Giter Club home page Giter Club logo

residual-network's Introduction

Weights regularity for Residual Neural Networks in the depth limit

Companion code for the thesis Weights regularity for residual neural networks in the depth limit.

Installation

To install all dependencies use pipenv install. To install the sub-module p-var, be sure to run git submodule update --init, then run pipenv run pvar-install.

Datasets available

The dataset modules' code is available in dataset.py. Here we list a brief description of the modules:

  • MNIST: a dataset consisting of 60000 greyscale images with resolution 28x28 representing digits from $0$ to $9$. See for more information MNIST Wikipedia.
  • CIFAR10: a dataset consisting of 50000 colored images with resolution 32x32 representing 10 different class of objects, e.g. cats, dogs, deer, bird, frog, etc.

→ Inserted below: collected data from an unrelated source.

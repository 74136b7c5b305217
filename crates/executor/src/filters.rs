use crate::error::ExecutorError;
use crate::orders::Order;
use configuration::FilterSettings;
use core_types::{Amount, Currency, Time};
use price_graph::Price;
use rust_decimal::Decimal;
use serde::Serialize;

/// A cost levied on a trade, before the simulator decides which account pays it.
#[derive(Debug, Clone, PartialEq, Serialize)]
pub struct CostCharge {
    pub amount: Decimal,
    pub currency: Currency,
}

/// What a filter gets to see about a trade being executed.
#[derive(Debug, Clone)]
pub struct ExecutionContext<'a> {
    pub time: Time,
    pub from: &'a Currency,
    pub to: &'a Currency,
    /// Units leaving `from`, before costs.
    pub debited: Decimal,
    /// Units arriving in `to`, before costs.
    pub credited: Decimal,
    /// The `from -> to` price the trade executed at.
    pub price: Price,
}

/// A transaction cost model attached to the simulator.
///
/// Filters never block a trade. They only add charges, which are booked together with
/// the trade itself.
#[derive(Debug, Clone, PartialEq)]
pub enum TransactionCostFilter {
    /// A flat charge per trade.
    Fixed {
        name: String,
        charge: Amount,
        excluded: Vec<Currency>,
    },
    /// A fraction of the debited source units, with an optional floor.
    Proportional {
        name: String,
        rate: Decimal,
        minimum: Option<Decimal>,
        excluded: Vec<Currency>,
    },
}

impl TransactionCostFilter {
    pub fn fixed(name: impl Into<String>, charge: Amount) -> Result<Self, ExecutorError> {
        if charge.value < Decimal::ZERO {
            return Err(ExecutorError::Configuration(format!(
                "fixed charge must not be negative, got {}",
                charge
            )));
        }
        Ok(TransactionCostFilter::Fixed {
            name: name.into(),
            charge,
            excluded: Vec::new(),
        })
    }

    pub fn proportional(
        name: impl Into<String>,
        rate: Decimal,
        minimum: Option<Decimal>,
    ) -> Result<Self, ExecutorError> {
        if rate < Decimal::ZERO || rate >= Decimal::ONE {
            return Err(ExecutorError::Configuration(format!(
                "proportional rate must be in [0, 1), got {}",
                rate
            )));
        }
        if minimum.is_some_and(|m| m < Decimal::ZERO) {
            return Err(ExecutorError::Configuration(
                "proportional minimum must not be negative".to_string(),
            ));
        }
        Ok(TransactionCostFilter::Proportional {
            name: name.into(),
            rate,
            minimum,
            excluded: Vec::new(),
        })
    }

    /// Exempts trades whose both legs are among `currencies`.
    pub fn with_excluded(mut self, currencies: impl IntoIterator<Item = Currency>) -> Self {
        match &mut self {
            TransactionCostFilter::Fixed { excluded, .. }
            | TransactionCostFilter::Proportional { excluded, .. } => excluded.extend(currencies),
        }
        self
    }

    pub fn from_settings(settings: &FilterSettings) -> Result<Self, ExecutorError> {
        match settings {
            FilterSettings::Fixed {
                name,
                amount,
                currency,
                excluded,
            } => {
                let charge = Amount::new(*amount, currency.clone())
                    .map_err(|e| ExecutorError::Configuration(e.to_string()))?;
                Ok(Self::fixed(name.clone(), charge)?.with_excluded(excluded.iter().cloned()))
            }
            FilterSettings::Proportional {
                name,
                rate,
                minimum,
                excluded,
            } => Ok(Self::proportional(name.clone(), *rate, *minimum)?
                .with_excluded(excluded.iter().cloned())),
        }
    }

    pub fn name(&self) -> &str {
        match self {
            TransactionCostFilter::Fixed { name, .. }
            | TransactionCostFilter::Proportional { name, .. } => name,
        }
    }

    fn excluded(&self) -> &[Currency] {
        match self {
            TransactionCostFilter::Fixed { excluded, .. }
            | TransactionCostFilter::Proportional { excluded, .. } => excluded,
        }
    }

    /// The charge for `order`, or `None` when this filter does not apply to it.
    pub fn apply(&self, order: &Order, context: &ExecutionContext<'_>) -> Option<CostCharge> {
        if !order.is_trade() {
            return None;
        }
        let excluded = self.excluded();
        if excluded.contains(context.from) && excluded.contains(context.to) {
            tracing::trace!(filter = self.name(), from = %context.from, to = %context.to, "Trade exempt from filter");
            return None;
        }

        let charge = match self {
            TransactionCostFilter::Fixed { charge, .. } => CostCharge {
                amount: charge.value,
                currency: charge.currency.clone(),
            },
            TransactionCostFilter::Proportional { rate, minimum, .. } => {
                // rate < 1, so the product never exceeds the debited amount.
                let proportional = *rate * context.debited;
                CostCharge {
                    amount: proportional.max(minimum.unwrap_or(Decimal::ZERO)),
                    currency: context.from.clone(),
                }
            }
        };
        if charge.amount.is_zero() {
            return None;
        }
        tracing::debug!(filter = self.name(), amount = %charge.amount, currency = %charge.currency, "Cost charged");
        Some(charge)
    }
}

For more information see CIFAR10.
  • SinDataModule: a synthetic dataset given by couples of points $(x, \sin(x))$ with $x \in [-1,1]$. The parameter $c$ determines the separability condition of the input data, namely $$ | \langle x_i, x_j \rangle| \le \frac{e^{-4c}}{8N}$$ to be similar to the Assumption (iii) [1].
  • ConstantDataModule: a synthetic dataset given by couples of points $(x, c)$ with uniformly sampled in the range $[-1,1]$ and $c$ being a parameter of the dataset with default value $0.1$.

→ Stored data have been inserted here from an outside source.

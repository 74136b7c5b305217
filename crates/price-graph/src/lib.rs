//! # Ledgerline Price Graph
//!
//! Answers "what is one unit of X worth in Y at time T". Currencies are vertices,
//! quoted pairs are edges carrying bid/ask series. Missing direct quotes are bridged by
//! the shortest chain of quoted pairs, compounding spreads hop by hop.
//!
//! ## Public API
//!
//! - `PriceGraph`: the graph and its `price`/`path` queries.
//! - `Price`: a bid/ask conversion factor.
//! - `SeriesStore` / `InMemorySeriesStore`: the boundary to historical quote data.
//! - `PriceError`: `NoPath`, `NoQuote` and friends.

pub mod error;
pub mod graph;
pub mod store;

pub use error::PriceError;
pub use graph::{Price, PriceGraph};
pub use store::{InMemorySeriesStore, SeriesStore};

Models and hyper-parameters

There are two main models available with a plethora of hyper-parameters to choose. The two models are diversified by their loss function. Namely,

  • ClassificationModel: a model that uses as loss function the CrossEntropyLoss and it evaluates metrics such as accuracy, precision and recall. By adjusting the input_size parameter of the model it can be trained on both CIFAR10 and MNIST dataset.
  • RegressionModel: a model that uses the following loss: $$\ell(y,\hat{y}) = p^{-1}| y - \hat{y}|_{p}^p$$ with $p$ being a parameter of the model. Note that it works only for 1-dimensional data as it was used only for very simple datasets (namely SinDataModule and ConstantDataModule).

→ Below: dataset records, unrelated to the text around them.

use std::path::{Path, PathBuf};
use std::time::Duration;

use anyhow::Context as _;
use rand::SeedableRng as _;
use rand::rngs::StdRng;

use crate::beats::{BeatSource, DEFAULT_JITTER_SEC};
use crate::engine::{EncoderSettings, FfmpegEngine};
use crate::foundation::error::{BeatshadeError, BeatshadeResult};
use crate::graph::builder::Layout;
use crate::graph::strategy::{
    ChannelMix, DEFAULT_TRANSITION_SEC, PaletteSequence, PulseTreatment, ShadingStrategy,
};
use crate::palette::Palette;

/// Which graph the render uses.
#[derive(Clone, Copy, Debug, Default, PartialEq, Eq, serde::Serialize, serde::Deserialize)]
#[serde(rename_all = "snake_case")]
pub enum RenderMode {
    /// One red treatment with a time-based pulse.
    #[default]
    Pulse,
    /// One branch per palette shade, cross-faded in sequence.
    Timeline,
}

/// Everything one run needs. Every field has a default, so a config file only lists overrides.
#[derive(Clone, Debug, PartialEq, serde::Serialize, serde::Deserialize)]
#[serde(default)]
pub struct RenderConfig {
    pub video: PathBuf,
    pub audio: PathBuf,
    pub output: PathBuf,
    /// Output length in seconds; also the span the beats and palette segments cover.
    pub duration: f64,
    pub bpm: f64,
    pub start_offset: f64,
    pub jitter: f64,
    /// Seed for beat jitter. `None` draws one from the OS.
    pub seed: Option<u64>,
    /// Precomputed beats from an external analyzer, replacing the fixed tempo.
    pub beats_file: Option<PathBuf>,
    pub mode: RenderMode,
    pub layout: Layout,
    pub palette: Palette,
    pub palette_mix: ChannelMix,
    pub transition: f64,
    pub pulse: PulseTreatment,
    pub encoder: EncoderSettings,
    /// Kill the engine after this many seconds.
    pub timeout_secs: Option<f64>,
    pub ffmpeg: PathBuf,
    pub ffprobe: PathBuf,
}

impl Default for RenderConfig {
    fn default() -> Self {
        Self {
            video: PathBuf::from("silk_background.mp4"),
            audio: PathBuf::from("audio2.mp3"),
            output: PathBuf::from("red_silk_final.mp4"),
            duration: 18.19,
            bpm: 128.0,
            start_offset: 0.5,
            jitter: DEFAULT_JITTER_SEC,
            seed: None,
            beats_file: None,
            mode: RenderMode::Pulse,
            layout: Layout::default(),
            palette: Palette::red_silk(),
            palette_mix: ChannelMix::RED_BIAS,
            transition: DEFAULT_TRANSITION_SEC,
            pulse: PulseTreatment::default(),
            encoder: EncoderSettings::default(),
            timeout_secs: None,
            ffmpeg: PathBuf::from("ffmpeg"),
            ffprobe: PathBuf::from("ffprobe"),
        }
    }
}

impl RenderConfig {
    /// Load a JSON config. Relative paths stay relative to the working directory.
    pub fn from_path(path: impl AsRef<Path>) -> BeatshadeResult<Self> {
        let path = path.as_ref();
        let bytes =
            std::fs::read(path).with_context(|| format!("read config '{}'", path.display()))?;
        let cfg: Self = serde_json::from_slice(&bytes)
            .with_context(|| format!("parse config '{}'", path.display()))?;
        Ok(cfg)
    }

    pub fn validate(&self) -> BeatshadeResult<()> {
        if !self.duration.is_finite() || self.duration <= 0.0 {
            return Err(BeatshadeError::validation("duration must be finite and > 0"));
        }
        if !self.bpm.is_finite() || self.bpm <= 0.0 {
            return Err(BeatshadeError::validation("bpm must be finite and > 0"));
        }
        if !self.start_offset.is_finite() || self.start_offset < 0.0 {
            return Err(BeatshadeError::validation(
                "start offset must be finite and >= 0",
            ));
        }
        if let Some(t) = self.timeout_secs
            && (!t.is_finite() || t <= 0.0)
        {
            return Err(BeatshadeError::validation("timeout must be finite and > 0"));
        }
        self.layout.validate()?;
        self.strategy().validate()
    }

    pub fn beat_source(&self) -> BeatSource {
        match &self.beats_file {
            Some(path) => BeatSource::ExternalAnalyzer { path: path.clone() },
            None => BeatSource::FixedTempo {
                bpm: self.bpm,
                start_offset: self.start_offset,
                jitter: self.jitter,
            },
        }
    }

    pub fn strategy(&self) -> Box<dyn ShadingStrategy> {
        match self.mode {
            RenderMode::Pulse => Box::new(self.pulse),
            RenderMode::Timeline => Box::new(PaletteSequence {
                palette: self.palette.clone(),
                duration: self.duration,
                transition: self.transition,
                mix: self.palette_mix,
            }),
        }
    }

    pub fn timeout(&self) -> Option<Duration> {
        self.timeout_secs.map(Duration::from_secs_f64)
    }

    /// Fresh random source for one run.
    pub fn rng(&self) -> StdRng {
        match self.seed {
            Some(seed) => StdRng::seed_from_u64(seed),
            None => StdRng::from_entropy(),
        }
    }

    pub fn engine(&self) -> FfmpegEngine {
        FfmpegEngine::new(&self.ffmpeg, &self.ffprobe)
    }
}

We give a brief description of the hyper-parameters for the models:

  • L : number of layers.
  • alpha: parameter $\alpha \in [0,1]$ describing the rate of the regularizing parameter $\delta_L = L^\alpha$ with $L$ being the number of layers of the network. The parameter $\beta = 1-\alpha$ for initialization purposes.
  • gamma: parameter describing the scale of the initialization.
  • dim: dimension of the hidden state of the neural network.
  • input_size: input dimension used to compute the embedding of the weights $U_\text{in}$ only for ClassificationModel.
  • classes: if the model is an instance of ClassificationModel, represents the size of the output.
  • lr: learning rate.
  • init: string value
    • constant: initialize every weight of a layer as $$\frac{1}{d^2} L^{-\beta-1/\gamma}$$
    • ntrunc: initialize each layer of the model via a truncated normal initialization with mean $0$ and std $$\frac{1}{d^2} L^{-\beta-1/\gamma}$$ truncated in the range $[-\frac{1}{d^2} L^{-\beta-1/\gamma}, \frac{1}{d^2} L^{-\beta-1/\gamma}]$.
  • activation: string that associates to an activation function. Available values are tanh, elu, relu, gelu, sigmoid which uses the respective implementation in PyTorch.
  • augmentation: string value, available values are none, skip, inc_skip and linear_skip:
    • none: no skip connection, the ResNet is a plain feed-forward neural network.
    • skip: skip connection of length $1$.
    • inc_skip: implements a skip connection with the weights outside the activation $$h_{t+1} = h_t + \sigma(h_t) (W_{t+1} - W_t).$$
    • linear_skip: implements a skip connection with the weights outside the activation function $$h_{t+1} = h_t + \sigma(h_t) W_t.$$
  • dynamic_lr: boolean value, if true computes the learning rate using at each step $$\eta(s+1) = \frac{C\eta(s)}{| W^{(L)}|^2_{p-\text{var}}}$$
    for a constant $C$ dependent on the activation function and a specified $p$-variation with $p$ equals to the value of the parameter p_var. The idea being that if the trajectory becomes less and less regular, we should stop the learning procedure as it is an inefficient optimization path.
  • store_grad: boolean value, if true computes and logs at each gradient descent step the value $$\Omega(t) = \frac{1}{N} \sum_{i=1}^N | \nabla_{\hat{y}} \ell(y_i, \hat{y}_i)|^2$$ with $\ell$ being the loss function designated for the training procedure.
  • p_var: float value ranging between $p \in [2, \infty)$. It has logging purposes: at each gradient descent step it logs the $p$, $p/2$ and $3p/4$-variation of the weights.

Training

The training procedure is initialized using the fit command. Examples are clearly needed given the multitude of parameters to choose. Note that after the training procedure finish, a folder exported_models/ is created. In this folder, all trained models are stored as a collection of exported weights, i.e. as a list of PyTorch tensor, resnet_L.pth with L being the number of layers of the trained model.

Examples

Training with respect to the classification task on CIFAR10 dataset using $2000$ layers of dimension $15$.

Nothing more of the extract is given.